Leaving Brooklyn 
by Lynne Sharon Schwartz.
Minerva, 146 pp., £4.99, December 1990, 0 7493 9072 7
Show More
Surrogate City 
by Hugo Hamilton.
Faber, 197 pp., £12.99, November 1990, 0 571 14432 2
Show More
Show More

‘Write about what you know’ is one of the routine prescriptions handed out to aspirant novelists. The advice will doubtless have an odd ring to anyone who has lived in a province. After all, what could you know that might conceivably interest them? There is a tendency among people who have never lived in a metropolis to suspect that the ‘real’ world exists somewhere far beyond their own pinched horizons. Faced with what they assume to be the thumping banality of their own experience, they are tempted to write about what they’d like to know.

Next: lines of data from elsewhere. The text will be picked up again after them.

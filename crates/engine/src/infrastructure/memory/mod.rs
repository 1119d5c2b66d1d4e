//! In-memory storage adapters
//!
//! All repositories of one [`MemoryRepositories`] share a single
//! [`MemoryState`] behind a `tokio::sync::RwLock`. Records are stored as
//! plain values and every read assembles a fresh copy, so callers can never
//! mutate stored state except through the repository methods.

mod arena;
mod catalog_repo;
mod film_repo;
mod relation;
mod user_repo;

use std::collections::BTreeMap;
use std::sync::Arc;

use chrono::NaiveDate;
use filmhub_domain::{
    seed_genres, seed_mpa, Film, FilmId, Genre, GenreId, Mpa, MpaId, NewFilm, User, UserId,
};
use tokio::sync::RwLock;

use crate::infrastructure::ports::{LinkMode, RepoError};

pub use arena::IdArena;
pub use catalog_repo::{MemoryGenreRepo, MemoryMpaRepo};
pub use film_repo::MemoryFilmRepo;
pub use relation::RelationStore;
pub use user_repo::MemoryUserRepo;

/// Stored user fields; links live in the relation stores.
#[derive(Debug, Clone)]
struct UserRecord {
    email: String,
    login: String,
    name: String,
    birthday: NaiveDate,
}

/// Everything the in-memory repositories hold.
#[derive(Debug)]
pub struct MemoryState {
    films: IdArena<FilmId, NewFilm>,
    users: IdArena<UserId, UserRecord>,
    likes: RelationStore<FilmId, UserId>,
    friends: RelationStore<UserId, UserId>,
    genres: BTreeMap<GenreId, Genre>,
    mpa: BTreeMap<MpaId, Mpa>,
}

impl MemoryState {
    /// Empty catalog with seeded genres and ratings.
    pub fn new(friend_links: LinkMode) -> Self {
        Self {
            films: IdArena::new(),
            users: IdArena::new(),
            likes: RelationStore::directed(),
            friends: RelationStore::with_mode(friend_links),
            genres: seed_genres().into_iter().map(|g| (g.id, g)).collect(),
            mpa: seed_mpa().into_iter().map(|m| (m.id, m)).collect(),
        }
    }

    /// Rejects films whose rating or genres are not reference data.
    fn check_references(&self, film: &NewFilm) -> Result<(), RepoError> {
        if !self.mpa.contains_key(&film.mpa_id) {
            return Err(RepoError::not_found("Mpa", film.mpa_id));
        }
        if let Some(missing) = film.genre_ids.iter().find(|id| !self.genres.contains_key(id)) {
            return Err(RepoError::not_found("Genre", missing));
        }
        Ok(())
    }

    fn film(&self, id: FilmId) -> Result<Option<Film>, RepoError> {
        match self.films.get(id) {
            Some(record) => self.assemble_film(id, record).map(Some),
            None => Ok(None),
        }
    }

    fn assemble_film(&self, id: FilmId, record: &NewFilm) -> Result<Film, RepoError> {
        let mpa = self
            .mpa
            .get(&record.mpa_id)
            .cloned()
            .ok_or_else(|| RepoError::not_found("Mpa", record.mpa_id))?;
        let genres = record
            .genre_ids
            .iter()
            .filter_map(|genre_id| self.genres.get(genre_id).cloned())
            .collect();

        Ok(Film {
            id,
            name: record.name.clone(),
            description: record.description.clone(),
            release_date: record.release_date,
            duration: record.duration,
            mpa,
            genres,
            likes: self.likes.targets(id),
        })
    }

    fn all_films(&self) -> Result<Vec<Film>, RepoError> {
        self.films
            .iter()
            .map(|(id, record)| self.assemble_film(id, record))
            .collect()
    }

    fn user(&self, id: UserId) -> Option<User> {
        self.users
            .get(id)
            .map(|record| self.assemble_user(id, record))
    }

    fn assemble_user(&self, id: UserId, record: &UserRecord) -> User {
        User {
            id,
            email: record.email.clone(),
            login: record.login.clone(),
            name: record.name.clone(),
            birthday: record.birthday,
            friends: self.friends.targets(id),
            liked_films: self.likes.sources(id),
        }
    }

    fn users_by_ids(&self, ids: impl IntoIterator<Item = UserId>) -> Vec<User> {
        // Friend links are only removed explicitly, so every id resolves.
        ids.into_iter().filter_map(|id| self.user(id)).collect()
    }
}

pub type SharedState = Arc<RwLock<MemoryState>>;

/// Repository bundle over one shared in-memory state.
#[derive(Clone)]
pub struct MemoryRepositories {
    pub film: Arc<MemoryFilmRepo>,
    pub user: Arc<MemoryUserRepo>,
    pub genre: Arc<MemoryGenreRepo>,
    pub mpa: Arc<MemoryMpaRepo>,
}

impl MemoryRepositories {
    pub fn new(friend_links: LinkMode) -> Self {
        let state: SharedState = Arc::new(RwLock::new(MemoryState::new(friend_links)));
        tracing::info!(friend_links = %friend_links, "Using in-memory storage");

        Self {
            film: Arc::new(MemoryFilmRepo::new(state.clone())),
            user: Arc::new(MemoryUserRepo::new(state.clone())),
            genre: Arc::new(MemoryGenreRepo::new(state.clone())),
            mpa: Arc::new(MemoryMpaRepo::new(state)),
        }
    }
}

impl Default for MemoryRepositories {
    fn default() -> Self {
        Self::new(LinkMode::default())
    }
}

In his recent book of American peregrinations, Hunting Mister Heartbreak, Jonathan Raban fetches up amid the small, insular community of Guntersville, Alabama, where he meets a young motel-owner called Tim. Tim is writing a novel. Raban is consulted for a professional opinion of the work in progress, and with commendable grace he identifies the strengths of this driven ‘kitchen-table writer’. But he also highlights the central weakness: Tim is writing about a world – California, the movie industry, advertising – of which he knows practically nothing. Having gently pointed out its lack of plausibility, Raban offers a suggestion.

‘Can’t you write about what you know? Write about Alabama? At present your characters are behaving unreally because they’re not living in a real landscape. They’d behave quite differently if they were living here in Guntersville.’


‘Couldn’t you take a deep breath, rethink the story, and set it in a northern Alabama town where you can get all the details right?’

    His face, which had been wearing an expression of injured but still hopeful authorship, cracked into a derisive laugh. I was, after all, a hopeless critic; I didn’t know the literary ropes at all.

‘You think a New York agent would touch a book that was located in Guntersville?’

Of course one sympathises with Tim’s incredulous scorn. He tries to kick-start his work with glamorous life-styles and exotic locales, only to be told that the raw material is right outside his front door. It is surely the case here that familiarity breeds not contempt so much as a lack of confidence – the confidence to see in new and interesting ways a place that has become inextricable from one’s mental furniture. A literary tyro on this side of the Atlantic, meanwhile, may well look with envy on the novelistic potential of the small-town Deep South: even that motel looks like a gift from here. The conviction that life is elsewhere is never more vivid than in childhood – I recall my wonderment as a small boy at the sound of the name ‘Torquay’ (I still haven’t been there). An obscure but needling disaffection with her surroundings – a staid, unremarkable Jewish neighbourhood in post-war Brooklyn – gnaws at the young narrator of Lynne Sharon Schwartz’s novel, a beautifully grave and witty performance that deserves a good deal more attention than it has received.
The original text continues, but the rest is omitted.